Dabei würde die Einbeziehung der Sozialpartner in Arbeitsmarktreformen etwa nicht nur deren gesellschaftliche Akzeptanz erhöhen, sondern auch die "wirtschaftliche Widerstandskraft" Europas stärken, unterstreicht die Kommission. Doch werde dieser soziale Dialog nicht überall intensiv geführt, bedauert der für Beschäftigung und Soziales zuständige Kommissar Laszlo Andor. Das liegt am unterschiedlichen Grad der Organisation: Während nämlich in den älteren Mitgliedstaaten an die 70 Prozent der Angestellten von Kollektivverhandlungen profitieren, umfassen diese in den Ländern Mittel- und Osteuropas lediglich 44 Prozent der Arbeitnehmer. Und während im Westen rund zwei Drittel der Arbeitgeber in Verbänden organisiert sind, sind es bei den jüngeren EU-Mitgliedern weniger als 40 Prozent.

Österreich Spitzenreiter bei Beteiligung der Arbeitgeber

Österreich mit seiner ausgeprägten Sozialpartnerschaft belegt dabei gleich in mehreren Punkten einen Spitzenplatz. In keinem anderen Land wurden etwa in den Jahren 2007 bis 2009 so viele Verhandlungen kollektiv geführt wie da. Ebenso war die Beteiligung der Arbeitgeberverbände am höchsten. Umgekehrt ist aber die Zahl der Mitgliedschaften bei Gewerkschaften zurückgegangen.

Bei der Lohnentwicklung wiederum zeigt sich in Österreich wie in Deutschland ein anderes Bild als im Rest der EU. In den beiden Ländern sind die tatsächlichen Gehälter nämlich in den 2000er Jahren bis 2010 weniger stark gestiegen, als es dem Ergebnis der jeweiligen Kollektivverhandlungen entsprochen hätte. In anderen Staaten war die Dynamik eine umgekehrte.

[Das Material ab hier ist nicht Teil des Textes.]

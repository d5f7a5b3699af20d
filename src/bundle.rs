//! The transferred unit and its wire encoding.
//!
//! Layout of an encoded bundle (version 1):
//!
//! ```text
//! "RMB" | version: u8 | 5 x (tag: u8 | len: u32 BE | len bytes)
//! ```
//!
//! Fields always appear in the order document, document name, full name,
//! organization, phone. Strings are UTF-8.

use std::path::Path;

use log::trace;
use serde::{Deserialize, Serialize};

use crate::errors::{RegError, Result};

pub const BUNDLE_MAGIC: &[u8; 3] = b"RMB";
pub const BUNDLE_VERSION: u8 = 1;

const TAG_DOCUMENT: u8 = 0x01;
const TAG_DOCUMENT_NAME: u8 = 0x02;
const TAG_FULL_NAME: u8 = 0x03;
const TAG_ORGANIZATION: u8 = 0x04;
const TAG_PHONE: u8 = 0x05;

const HEADER_LEN: usize = BUNDLE_MAGIC.len() + 1;
const FIELD_HEADER_LEN: usize = 1 + 4;

/// Contact details typed in by the submitter.
#[derive(Clone, Debug, PartialEq, Eq, Serialize, Deserialize)]
pub struct SubmitterInfo {
    pub full_name: String,
    pub organization: String,
    pub phone: String,
}

impl SubmitterInfo {
    pub fn new(
        full_name: impl Into<String>,
        organization: impl Into<String>,
        phone: impl Into<String>,
    ) -> Self {
        Self {
            full_name: full_name.into(),
            organization: organization.into(),
            phone: phone.into(),
        }
    }
}

/// An identity document together with the details of who submitted it.
#[derive(Clone, Debug, PartialEq, Eq)]
pub struct Bundle {
    document_bytes: Vec<u8>,
    document_name: String,
    submitter: SubmitterInfo,
}

impl Bundle {
    pub fn new(
        document_bytes: Vec<u8>,
        document_name: impl Into<String>,
        submitter: SubmitterInfo,
    ) -> Self {
        Self {
            document_bytes,
            document_name: document_name.into(),
            submitter,
        }
    }

    /// Reads the chosen document from disk. Only the final path component
    /// is kept as the document name.
    pub fn from_path<P: AsRef<Path>>(
        path: P,
        submitter: SubmitterInfo,
    ) -> Result<Self> {
        let path = path.as_ref();
        let document_name = path
            .file_name()
            .map(|name| name.to_string_lossy().to_string())
            .ok_or_else(|| {
                RegError::Io(std::io::Error::new(
                    std::io::ErrorKind::InvalidInput,
                    format!("{} does not name a file", path.display()),
                ))
            })?;
        let document_bytes = std::fs::read(path)?;
        Ok(Self::new(document_bytes, document_name, submitter))
    }

    pub fn document_bytes(&self) -> &[u8] {
        &self.document_bytes
    }

    pub fn document_name(&self) -> &str {
        &self.document_name
    }

    pub fn submitter(&self) -> &SubmitterInfo {
        &self.submitter
    }

    pub fn into_parts(self) -> (Vec<u8>, String, SubmitterInfo) {
        (self.document_bytes, self.document_name, self.submitter)
    }

    /// Exact length of [`encode`]'s output for this bundle.
    pub fn encoded_len(&self) -> usize {
        HEADER_LEN
            + 5 * FIELD_HEADER_LEN
            + self.document_bytes.len()
            + self.document_name.len()
            + self.submitter.full_name.len()
            + self.submitter.organization.len()
            + self.submitter.phone.len()
    }
}

pub fn encode(bundle: &Bundle) -> Result<Vec<u8>> {
    let mut out = Vec::with_capacity(bundle.encoded_len());
    out.extend_from_slice(BUNDLE_MAGIC);
    out.push(BUNDLE_VERSION);

    put_field(&mut out, TAG_DOCUMENT, &bundle.document_bytes)?;
    put_field(&mut out, TAG_DOCUMENT_NAME, bundle.document_name.as_bytes())?;
    put_field(
        &mut out,
        TAG_FULL_NAME,
        bundle.submitter.full_name.as_bytes(),
    )?;
    put_field(
        &mut out,
        TAG_ORGANIZATION,
        bundle.submitter.organization.as_bytes(),
    )?;
    put_field(&mut out, TAG_PHONE, bundle.submitter.phone.as_bytes())?;

    trace!("encoded bundle into {} bytes", out.len());
    Ok(out)
}

pub fn decode(bytes: &[u8]) -> Result<Bundle> {
    if bytes.len() < HEADER_LEN {
        return Err(malformed("shorter than the bundle header"));
    }
    if &bytes[..BUNDLE_MAGIC.len()] != BUNDLE_MAGIC {
        return Err(malformed("bad magic"));
    }
    let version = bytes[BUNDLE_MAGIC.len()];
    if version != BUNDLE_VERSION {
        return Err(malformed(&format!("unsupported version {version}")));
    }

    let mut reader = FieldReader {
        bytes,
        pos: HEADER_LEN,
    };
    let document_bytes = reader.field(TAG_DOCUMENT)?.to_vec();
    let document_name = reader.string(TAG_DOCUMENT_NAME)?;
    let full_name = reader.string(TAG_FULL_NAME)?;
    let organization = reader.string(TAG_ORGANIZATION)?;
    let phone = reader.string(TAG_PHONE)?;

    if reader.pos != bytes.len() {
        return Err(malformed(&format!(
            "{} trailing bytes",
            bytes.len() - reader.pos
        )));
    }

    Ok(Bundle {
        document_bytes,
        document_name,
        submitter: SubmitterInfo {
            full_name,
            organization,
            phone,
        },
    })
}

fn put_field(out: &mut Vec<u8>, tag: u8, data: &[u8]) -> Result<()> {
    let len = u32::try_from(data.len()).map_err(|_| {
        malformed(&format!("field {tag:#04x} exceeds {} bytes", u32::MAX))
    })?;
    out.push(tag);
    out.extend_from_slice(&len.to_be_bytes());
    out.extend_from_slice(data);
    Ok(())
}

fn malformed(reason: &str) -> RegError {
    RegError::MalformedBundle(reason.to_owned())
}

struct FieldReader<'a> {
    bytes: &'a [u8],
    pos: usize,
}

impl<'a> FieldReader<'a> {
    fn field(&mut self, expected: u8) -> Result<&'a [u8]> {
        let rest = &self.bytes[self.pos..];
        if rest.len() < FIELD_HEADER_LEN {
            return Err(malformed(&format!(
                "truncated before field {expected:#04x}"
            )));
        }
        if rest[0] != expected {
            return Err(malformed(&format!(
                "expected tag {expected:#04x}, found {:#04x}",
                rest[0]
            )));
        }
        let len = u32::from_be_bytes([rest[1], rest[2], rest[3], rest[4]])
            as usize;
        let body = &rest[FIELD_HEADER_LEN..];
        if body.len() < len {
            return Err(malformed(&format!(
                "field {expected:#04x} declares {len} bytes, {} available",
                body.len()
            )));
        }
        self.pos += FIELD_HEADER_LEN + len;
        Ok(&body[..len])
    }

    fn string(&mut self, expected: u8) -> Result<String> {
        let raw = self.field(expected)?;
        Ok(std::str::from_utf8(raw)?.to_owned())
    }
}
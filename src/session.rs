use std::fmt;
use std::path::PathBuf;

use serde::{Deserialize, Serialize};
use tokio::sync::oneshot;

use crate::bundle::SubmitterInfo;
use crate::errors::Result;

pub type SessionId = u64;

/// Where a server-side session is in its transfer.
#[derive(Clone, Copy, Debug, PartialEq, Eq, Hash, Serialize, Deserialize)]
#[serde(rename_all = "snake_case")]
pub enum Phase {
    AwaitingSize,
    Receiving,
    /// Bundle decoded and stored; waiting for the operator.
    Complete,
    /// The peer sent a size header that could not be parsed.
    Flagged,
    Closed,
}

impl fmt::Display for Phase {
    fn fmt(&self, f: &mut fmt::Formatter<'_>) -> fmt::Result {
        let label = match self {
            Phase::AwaitingSize => "awaiting size",
            Phase::Receiving => "receiving",
            Phase::Complete => "complete",
            Phase::Flagged => "flagged",
            Phase::Closed => "closed",
        };
        f.write_str(label)
    }
}

/// Read-only view of a session handed out by the registry.
#[derive(Clone, Debug, PartialEq, Eq, Serialize, Deserialize)]
pub struct SessionSnapshot {
    pub id: SessionId,
    pub peer: String,
    pub phase: Phase,
    pub announced_size: u64,
    pub received_size: u64,
    pub document_name: Option<String>,
    pub submitter: Option<SubmitterInfo>,
    pub stored_at: Option<PathBuf>,
    pub flag_reason: Option<String>,
}

/// Sent by the operator to a session waiting on it. The session task
/// performs the I/O and reports the outcome on the enclosed sender.
#[derive(Debug)]
pub enum Directive {
    Respond(String, oneshot::Sender<Result<()>>),
    Disconnect(oneshot::Sender<Result<()>>),
}

/// Registry record for one accepted connection.
///
/// `waiter` is only present while the connection waits on the operator
/// (`Complete` or `Flagged`). The connection itself always stays with the
/// session task.
pub(crate) struct Session {
    pub(crate) id: SessionId,
    pub(crate) peer: String,
    pub(crate) phase: Phase,
    pub(crate) announced_size: u64,
    pub(crate) received_size: u64,
    pub(crate) document_name: Option<String>,
    pub(crate) submitter: Option<SubmitterInfo>,
    pub(crate) stored_at: Option<PathBuf>,
    pub(crate) flag_reason: Option<String>,
    pub(crate) waiter: Option<oneshot::Sender<Directive>>,
}

impl Session {
    pub(crate) fn new(id: SessionId, peer: String) -> Self {
        Self {
            id,
            peer,
            phase: Phase::AwaitingSize,
            announced_size: 0,
            received_size: 0,
            document_name: None,
            submitter: None,
            stored_at: None,
            flag_reason: None,
            waiter: None,
        }
    }

    pub(crate) fn snapshot(&self) -> SessionSnapshot {
        SessionSnapshot {
            id: self.id,
            peer: self.peer.clone(),
            phase: self.phase,
            announced_size: self.announced_size,
            received_size: self.received_size,
            document_name: self.document_name.clone(),
            submitter: self.submitter.clone(),
            stored_at: self.stored_at.clone(),
            flag_reason: self.flag_reason.clone(),
        }
    }
}
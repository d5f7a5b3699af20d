use std::str::Utf8Error;

use thiserror::Error;

use crate::session::SessionId;

pub type Result<T> = std::result::Result<T, RegError>;

#[derive(Error, Debug)]
pub enum RegError {
    #[error("Could not connect to {0}: {1}")]
    ConnectFailed(String, String),
    #[error("Connection error: {0}")]
    ConnectionError(String),
    #[error("Malformed bundle: {0}")]
    MalformedBundle(String),
    #[error("Invalid size header: {0:?}")]
    InvalidSizeHeader(String),
    #[error("Transfer ended after {received} of {announced} bytes")]
    TruncatedTransfer { received: u64, announced: u64 },
    #[error("Session {0} not found")]
    SessionNotFound(SessionId),
    #[error("Session {0} is not ready for a response")]
    SessionNotReady(SessionId),
    #[error("Configuration error: {0}")]
    Config(String),
    #[error("IO error: {0}")]
    Io(#[from] std::io::Error),
    #[error(transparent)]
    Other(#[from] anyhow::Error),
}

impl From<Utf8Error> for RegError {
    fn from(e: Utf8Error) -> Self {
        Self::MalformedBundle(e.to_string())
    }
}

impl From<toml::de::Error> for RegError {
    fn from(e: toml::de::Error) -> Self {
        Self::Config(e.to_string())
    }
}

impl From<tokio::time::error::Elapsed> for RegError {
    fn from(_: tokio::time::error::Elapsed) -> Self {
        Self::ConnectionError("operation timed out".to_owned())
    }
}
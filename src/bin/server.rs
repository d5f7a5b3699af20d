use std::net::SocketAddr;
use std::path::PathBuf;
use std::str::FromStr;
use std::sync::Arc;

use anyhow::{anyhow, Context, Result};
use clap::Parser;
use regmaster::{
    AcceptPolicy, Credentials, OperatorHandle, Server, ServerConfig,
    ServerEvent, ServerSubscriber, SessionId,
};
use tokio::io::{AsyncBufReadExt, BufReader};

#[derive(Parser, Debug)]
#[clap(name = "regmaster-server", version)]
#[clap(about = "Receive identity documents and issue credentials", long_about = None)]
struct Cli {
    /// TOML file with server settings
    #[clap(long, short = 'c')]
    config: Option<PathBuf>,

    #[clap(long, short = 'p', env = "REGMASTER_PORT")]
    port: Option<u16>,

    /// Full listen address, e.g. 0.0.0.0:55000
    #[clap(long)]
    bind: Option<SocketAddr>,

    /// Where received documents are stored. Emptied at startup!
    #[clap(long)]
    docs_dir: Option<PathBuf>,

    /// Accept new connections without waiting for registration
    #[clap(long, action)]
    immediate_accept: bool,
}

impl Cli {
    fn server_config(&self) -> Result<ServerConfig> {
        let mut config = match &self.config {
            Some(path) => ServerConfig::load(path).with_context(|| {
                format!("Failed to load config file: {}", path.display())
            })?,
            None => ServerConfig::default(),
        };
        if let Some(bind) = self.bind {
            config.bind_addr = bind;
        }
        if let Some(port) = self.port {
            config = config.with_port(port);
        }
        if let Some(docs_dir) = &self.docs_dir {
            config.docs_dir = docs_dir.clone();
        }
        if self.immediate_accept {
            config.accept_policy = AcceptPolicy::Immediate;
        }
        Ok(config)
    }
}

struct ConsoleSubscriber;

impl ServerSubscriber for ConsoleSubscriber {
    fn get_id(&self) -> String {
        "console".to_owned()
    }

    fn log(&self, _message: String) {}

    fn notify(&self, event: ServerEvent) {
        if !matches!(event, ServerEvent::Progress { .. }) {
            println!("----------\n{event}");
        }
    }
}

#[derive(Debug, PartialEq, Eq)]
enum ConsoleCommand {
    List,
    Show(SessionId),
    Issue(SessionId, Credentials),
    Send(SessionId, String),
    Drop(SessionId),
    Help,
    Quit,
}

fn parse_id(word: Option<&str>) -> Result<SessionId> {
    let word = word.ok_or_else(|| anyhow!("missing user number"))?;
    word.trim_start_matches('#')
        .parse()
        .with_context(|| format!("'{word}' is not a user number"))
}

impl FromStr for ConsoleCommand {
    type Err = anyhow::Error;

    fn from_str(line: &str) -> Result<Self> {
        let mut words = line.split_whitespace();
        let command = match words.next() {
            Some("list" | "ls") => ConsoleCommand::List,
            Some("show") => ConsoleCommand::Show(parse_id(words.next())?),
            Some("issue") => {
                let id = parse_id(words.next())?;
                let login = words.next().unwrap_or_default();
                let password = words.next().unwrap_or_default();
                ConsoleCommand::Issue(id, Credentials::new(login, password)?)
            }
            Some("send") => {
                let id = parse_id(words.next())?;
                let text = words.collect::<Vec<_>>().join(" ");
                if text.is_empty() {
                    return Err(anyhow!("nothing to send"));
                }
                ConsoleCommand::Send(id, text)
            }
            Some("drop") => ConsoleCommand::Drop(parse_id(words.next())?),
            Some("help") | None => ConsoleCommand::Help,
            Some("quit" | "exit") => ConsoleCommand::Quit,
            Some(other) => return Err(anyhow!("unknown command '{other}'")),
        };
        Ok(command)
    }
}

const HELP: &str = "\
Commands:
  list                         show connected users
  show <n>                     details of user <n> as JSON
  issue <n> <login> <password> send credentials to user <n> and disconnect
  send <n> <text...>           send free-form text to user <n> and disconnect
  drop <n>                     disconnect user <n> without an answer
  quit                         disconnect everybody and exit";

fn print_sessions(operator: &OperatorHandle) {
    let sessions = operator.list();
    if sessions.is_empty() {
        println!("No users connected.");
        return;
    }
    for session in sessions {
        let who = session
            .submitter
            .as_ref()
            .map(|s| s.full_name.as_str())
            .unwrap_or("-");
        println!(
            "#{:<4} {:<14} {:>10}/{:<10} {:<22} {}",
            session.id,
            session.phase.to_string(),
            session.received_size,
            session.announced_size,
            session.peer,
            who
        );
    }
}

async fn execute(
    operator: &OperatorHandle,
    command: ConsoleCommand,
) -> Result<bool> {
    match command {
        ConsoleCommand::List => print_sessions(operator),
        ConsoleCommand::Show(id) => {
            let snapshot = operator
                .get(id)
                .ok_or_else(|| anyhow!("no user #{id}"))?;
            println!("{}", serde_json::to_string_pretty(&snapshot)?);
        }
        ConsoleCommand::Issue(id, credentials) => {
            operator.issue_credentials(id, &credentials).await?
        }
        ConsoleCommand::Send(id, text) => operator.respond(id, &text).await?,
        ConsoleCommand::Drop(id) => operator.disconnect(id).await?,
        ConsoleCommand::Help => println!("{HELP}"),
        ConsoleCommand::Quit => return Ok(false),
    }
    Ok(true)
}

async fn console(operator: OperatorHandle) -> Result<()> {
    let mut lines = BufReader::new(tokio::io::stdin()).lines();
    println!("{HELP}");
    while let Some(line) = lines.next_line().await? {
        let keep_going = match line.parse::<ConsoleCommand>() {
            Ok(command) => execute(&operator, command).await,
            Err(e) => Err(e),
        };
        match keep_going {
            Ok(true) => {}
            Ok(false) => break,
            Err(e) => eprintln!("Error: {e}"),
        }
    }
    Ok(())
}

#[tokio::main]
async fn main() -> Result<()> {
    env_logger::Builder::from_env(
        env_logger::Env::default().default_filter_or("info"),
    )
    .init();

    let cli = Cli::parse();
    let config = cli.server_config()?;
    let docs_dir = config.docs_dir.clone();

    let server = Server::bind(config)
        .await
        .context("Failed to start the server")?;
    let operator = server.handle();
    operator.subscribe(Arc::new(ConsoleSubscriber));

    println!(
        "Operator! Move received documents out of '{}' when you are done; \
         the directory is emptied on every start.",
        docs_dir.display()
    );

    let accept_loop = tokio::spawn(server.run());
    tokio::select! {
        result = console(operator.clone()) => result?,
        _ = tokio::signal::ctrl_c() => println!(),
    }

    operator.shutdown().await;
    accept_loop
        .await
        .context("Accept loop panicked")?
        .context("Accept loop failed")?;
    Ok(())
}
//! Shared test doubles: an instrumented upstream resource and a device
//! executor that records which devices it synchronized.

// Each test binary uses its own subset of these helpers.
#![allow(dead_code)]

use std::alloc::Layout;
use std::collections::HashMap;
use std::ptr;
use std::sync::{Arc, Condvar, Mutex};

use hippool::{DeviceExecutor, MemoryContext, MemoryResource, PoolError, PoolResult};

/// Allocation granted by [`MockUpstream`], keyed by the pointer handed out.
struct Grant {
    base: *mut u8,
    layout: Layout,
    bytes: usize,
}

unsafe impl Send for Grant {}

#[derive(Default)]
struct MockState {
    grants: HashMap<usize, Grant>,
    outstanding_bytes: usize,
    alloc_calls: usize,
    alloc_failures: usize,
    dealloc_calls: usize,
    alloc_sizes: Vec<usize>,
}

/// Heap-backed upstream with a capacity cap, call counters and an optional
/// "exact alignment" mode.
///
/// In exact-alignment mode every pointer is aligned to precisely the
/// requested alignment and to nothing coarser, which makes alignment-driven
/// free-list misses deterministic in tests.
pub struct MockUpstream {
    state: Mutex<MockState>,
    capacity: Option<usize>,
    exact_alignment: bool,
}

/// Upper bound on alignments used by tests in exact-alignment mode.
const EXACT_MODE_BASE_ALIGN: usize = 1 << 15;

impl MockUpstream {
    pub fn new() -> Arc<Self> {
        Arc::new(MockUpstream {
            state: Mutex::default(),
            capacity: None,
            exact_alignment: false,
        })
    }

    /// Fail any allocation that would push total outstanding bytes past
    /// `bytes`.
    pub fn with_capacity(bytes: usize) -> Arc<Self> {
        Arc::new(MockUpstream {
            state: Mutex::default(),
            capacity: Some(bytes),
            exact_alignment: false,
        })
    }

    pub fn with_capacity_exact_alignment(bytes: usize) -> Arc<Self> {
        Arc::new(MockUpstream {
            state: Mutex::default(),
            capacity: Some(bytes),
            exact_alignment: true,
        })
    }

    pub fn alloc_calls(&self) -> usize {
        self.state.lock().unwrap().alloc_calls
    }

    pub fn alloc_failures(&self) -> usize {
        self.state.lock().unwrap().alloc_failures
    }

    pub fn dealloc_calls(&self) -> usize {
        self.state.lock().unwrap().dealloc_calls
    }

    pub fn outstanding_bytes(&self) -> usize {
        self.state.lock().unwrap().outstanding_bytes
    }

    pub fn outstanding_grants(&self) -> usize {
        self.state.lock().unwrap().grants.len()
    }

    /// Sizes passed to `allocate`, in call order, including failed calls.
    pub fn alloc_sizes(&self) -> Vec<usize> {
        self.state.lock().unwrap().alloc_sizes.clone()
    }
}

impl MemoryResource for MockUpstream {
    fn allocate(&self, bytes: usize, alignment: usize) -> PoolResult<*mut u8> {
        if bytes == 0 {
            return Ok(ptr::null_mut());
        }
        let mut state = self.state.lock().unwrap();
        state.alloc_calls += 1;
        state.alloc_sizes.push(bytes);

        if let Some(capacity) = self.capacity {
            if state.outstanding_bytes + bytes > capacity {
                state.alloc_failures += 1;
                return Err(PoolError::MemoryAllocationFailed(format!(
                    "mock capacity exceeded: {} outstanding + {} requested > {}",
                    state.outstanding_bytes, bytes, capacity
                )));
            }
        }

        let (base, layout, granted) = if self.exact_alignment {
            assert!(
                alignment <= EXACT_MODE_BASE_ALIGN,
                "test requested alignment beyond exact mode's base"
            );
            // Over-allocate from a coarsely aligned base, then skew the
            // granted pointer by exactly `alignment` bytes: aligned to the
            // request, misaligned to every larger power of two.
            let layout =
                Layout::from_size_align(bytes + alignment, EXACT_MODE_BASE_ALIGN * 2).unwrap();
            let base = unsafe { std::alloc::alloc(layout) };
            assert!(!base.is_null());
            let granted = (base as usize + alignment) as *mut u8;
            (base, layout, granted)
        } else {
            let layout = Layout::from_size_align(bytes, alignment.max(1)).unwrap();
            let base = unsafe { std::alloc::alloc(layout) };
            assert!(!base.is_null());
            (base, layout, base)
        };

        state.outstanding_bytes += bytes;
        state.grants.insert(
            granted as usize,
            Grant {
                base,
                layout,
                bytes,
            },
        );
        Ok(granted)
    }

    fn deallocate(&self, ptr: *mut u8, bytes: usize, _alignment: usize) -> PoolResult<()> {
        if ptr.is_null() || bytes == 0 {
            return Ok(());
        }
        let mut state = self.state.lock().unwrap();
        state.dealloc_calls += 1;
        let grant = state
            .grants
            .remove(&(ptr as usize))
            .expect("deallocate of a pointer the mock never granted");
        assert_eq!(grant.bytes, bytes, "deallocate size mismatch");
        state.outstanding_bytes -= grant.bytes;
        unsafe { std::alloc::dealloc(grant.base, grant.layout) };
        Ok(())
    }

    fn context(&self) -> MemoryContext {
        MemoryContext::device(0)
    }
}

/// Executor that records synchronizations instead of performing them.
///
/// `gate_closed` makes `synchronize_device` block until [`open_gate`] is
/// called, so tests can hold the deferred worker mid-batch.
pub struct RecordingExecutor {
    current: i32,
    device_total: i32,
    synced: Mutex<Vec<i32>>,
    gate: Mutex<bool>,
    gate_open: Condvar,
}

impl RecordingExecutor {
    pub fn new(current: i32, device_total: i32) -> Arc<Self> {
        Arc::new(RecordingExecutor {
            current,
            device_total,
            synced: Mutex::new(Vec::new()),
            gate: Mutex::new(true),
            gate_open: Condvar::new(),
        })
    }

    pub fn with_closed_gate(current: i32, device_total: i32) -> Arc<Self> {
        let exec = Self::new(current, device_total);
        *exec.gate.lock().unwrap() = false;
        exec
    }

    pub fn open_gate(&self) {
        *self.gate.lock().unwrap() = true;
        self.gate_open.notify_all();
    }

    /// Devices synchronized so far, in call order.
    pub fn synced_devices(&self) -> Vec<i32> {
        self.synced.lock().unwrap().clone()
    }
}

impl DeviceExecutor for RecordingExecutor {
    fn current_device(&self) -> PoolResult<i32> {
        Ok(self.current)
    }

    fn device_count(&self) -> PoolResult<i32> {
        Ok(self.device_total)
    }

    fn synchronize_device(&self, device: i32) -> PoolResult<()> {
        let mut open = self.gate.lock().unwrap();
        while !*open {
            open = self.gate_open.wait(open).unwrap();
        }
        drop(open);
        self.synced.lock().unwrap().push(device);
        Ok(())
    }
}
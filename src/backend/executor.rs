//! Device synchronization behind a trait
//!
//! The pool never talks to the HIP runtime directly when it needs to wait
//! for in-flight work; it goes through a [`DeviceExecutor`]. Tests inject a
//! mock executor to observe exactly which devices get synchronized.

use crate::error::{PoolError, PoolResult};

/// Synchronization primitives of the execution context the pool serves.
pub trait DeviceExecutor: Send + Sync {
    /// Device the calling thread is currently bound to.
    fn current_device(&self) -> PoolResult<i32>;

    /// Number of devices in the system.
    fn device_count(&self) -> PoolResult<i32>;

    /// Wait until all work queued on `device` has completed.
    fn synchronize_device(&self, device: i32) -> PoolResult<()>;

    /// Wait for the device the calling thread is bound to.
    fn synchronize_current(&self) -> PoolResult<()> {
        self.synchronize_device(self.current_device()?)
    }

    /// Wait for every device in the system, one by one.
    fn synchronize_all(&self) -> PoolResult<()> {
        for device in 0..self.device_count()? {
            self.synchronize_device(device)?;
        }
        Ok(())
    }
}

/// Executor for host-only builds and host-only pools.
///
/// Reports a single pseudo-device so `deferred_deallocate` can resolve
/// "current device" without a GPU runtime, but refuses to synchronize:
/// a pool configured with a device sync scope on this executor is a
/// misconfiguration and surfaces as an error rather than a silent no-op.
#[derive(Debug, Default, Clone, Copy)]
pub struct NullExecutor;

impl DeviceExecutor for NullExecutor {
    fn current_device(&self) -> PoolResult<i32> {
        Ok(0)
    }

    fn device_count(&self) -> PoolResult<i32> {
        Ok(0)
    }

    fn synchronize_device(&self, device: i32) -> PoolResult<()> {
        Err(PoolError::SynchronizationFailed(format!(
            "no device runtime available to synchronize device {}",
            device
        )))
    }
}

/// Executor backed by the HIP runtime.
#[cfg(feature = "rocm")]
#[derive(Debug, Default, Clone, Copy)]
pub struct HipExecutor;

#[cfg(feature = "rocm")]
impl DeviceExecutor for HipExecutor {
    fn current_device(&self) -> PoolResult<i32> {
        crate::backend::device::current_device()
    }

    fn device_count(&self) -> PoolResult<i32> {
        crate::backend::device::device_count()
    }

    fn synchronize_device(&self, device: i32) -> PoolResult<()> {
        use crate::backend::device::{get_error_string, DeviceGuard};
        use crate::backend::ffi;

        let _guard = DeviceGuard::new(device)?;
        let result = unsafe { ffi::hipDeviceSynchronize() };
        if result != ffi::HIP_SUCCESS {
            return Err(PoolError::SynchronizationFailed(format!(
                "hipDeviceSynchronize on device {} failed: {}",
                device,
                get_error_string(result)
            )));
        }
        Ok(())
    }
}

#[cfg(test)]
mod tests {
    use super::*;

    #[test]
    fn test_null_executor_refuses_device_sync() {
        let exec = NullExecutor;
        assert_eq!(exec.current_device().unwrap(), 0);
        assert!(exec.synchronize_device(0).is_err());
        assert!(exec.synchronize_current().is_err());
    }

    #[test]
    fn test_null_executor_sync_all_is_vacuous() {
        // Zero devices means there is nothing to wait for.
        assert!(NullExecutor.synchronize_all().is_ok());
    }
}
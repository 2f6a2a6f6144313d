//! HIP FFI bindings
//!
//! Minimal subset of the ROCm HIP API used by the device upstream resources
//! and the device executor. The dead_code allowance is needed because FFI
//! symbols appear unused to the compiler (they're only called through
//! unsafe blocks).

use std::ffi::c_void;

#[link(name = "amdhip64")]
#[allow(dead_code)]
extern "C" {
    pub fn hipGetDevice(deviceId: *mut i32) -> i32;
    pub fn hipSetDevice(deviceId: i32) -> i32;
    pub fn hipGetDeviceCount(count: *mut i32) -> i32;
    pub fn hipDeviceSynchronize() -> i32;
    pub fn hipMalloc(ptr: *mut *mut c_void, size: usize) -> i32;
    pub fn hipFree(ptr: *mut c_void) -> i32;
    pub fn hipHostMalloc(ptr: *mut *mut c_void, size: usize, flags: u32) -> i32;
    pub fn hipHostFree(ptr: *mut c_void) -> i32;
    pub fn hipMemGetInfo(free: *mut usize, total: *mut usize) -> i32;
    pub fn hipGetErrorString(error: i32) -> *const i8;
}

/// HIP success code
pub const HIP_SUCCESS: i32 = 0;

/// Default hipHostMalloc flags (portable pinned memory)
pub const HIP_HOST_MALLOC_DEFAULT: u32 = 0x0;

Kollektivverträge hemmen Entwicklung nicht

Die Annahme, dass solche kollektiven Vereinbarungen die wirtschaftliche Entwicklung hemmen könnten, weist die EU-Kommission zurück. Ebenso wenig sieht Andor aber auch einen Zusammenhang zwischen der Stärke der Sozialpartner und Mindestlöhnen. Diese gibt es zum Beispiel weder in Österreich noch in Deutschland - weil eben ein Großteil der Gehälter durch Kollektivverhandlungen gestaltet wird. Dennoch ist der Kommissar ein Befürworter europäischer Mindestlöhne. Durchsetzen kann die Behörde so eine Vorgabe freilich nicht, weil die Staaten ihre Arbeitsmärkte allein regeln wollen.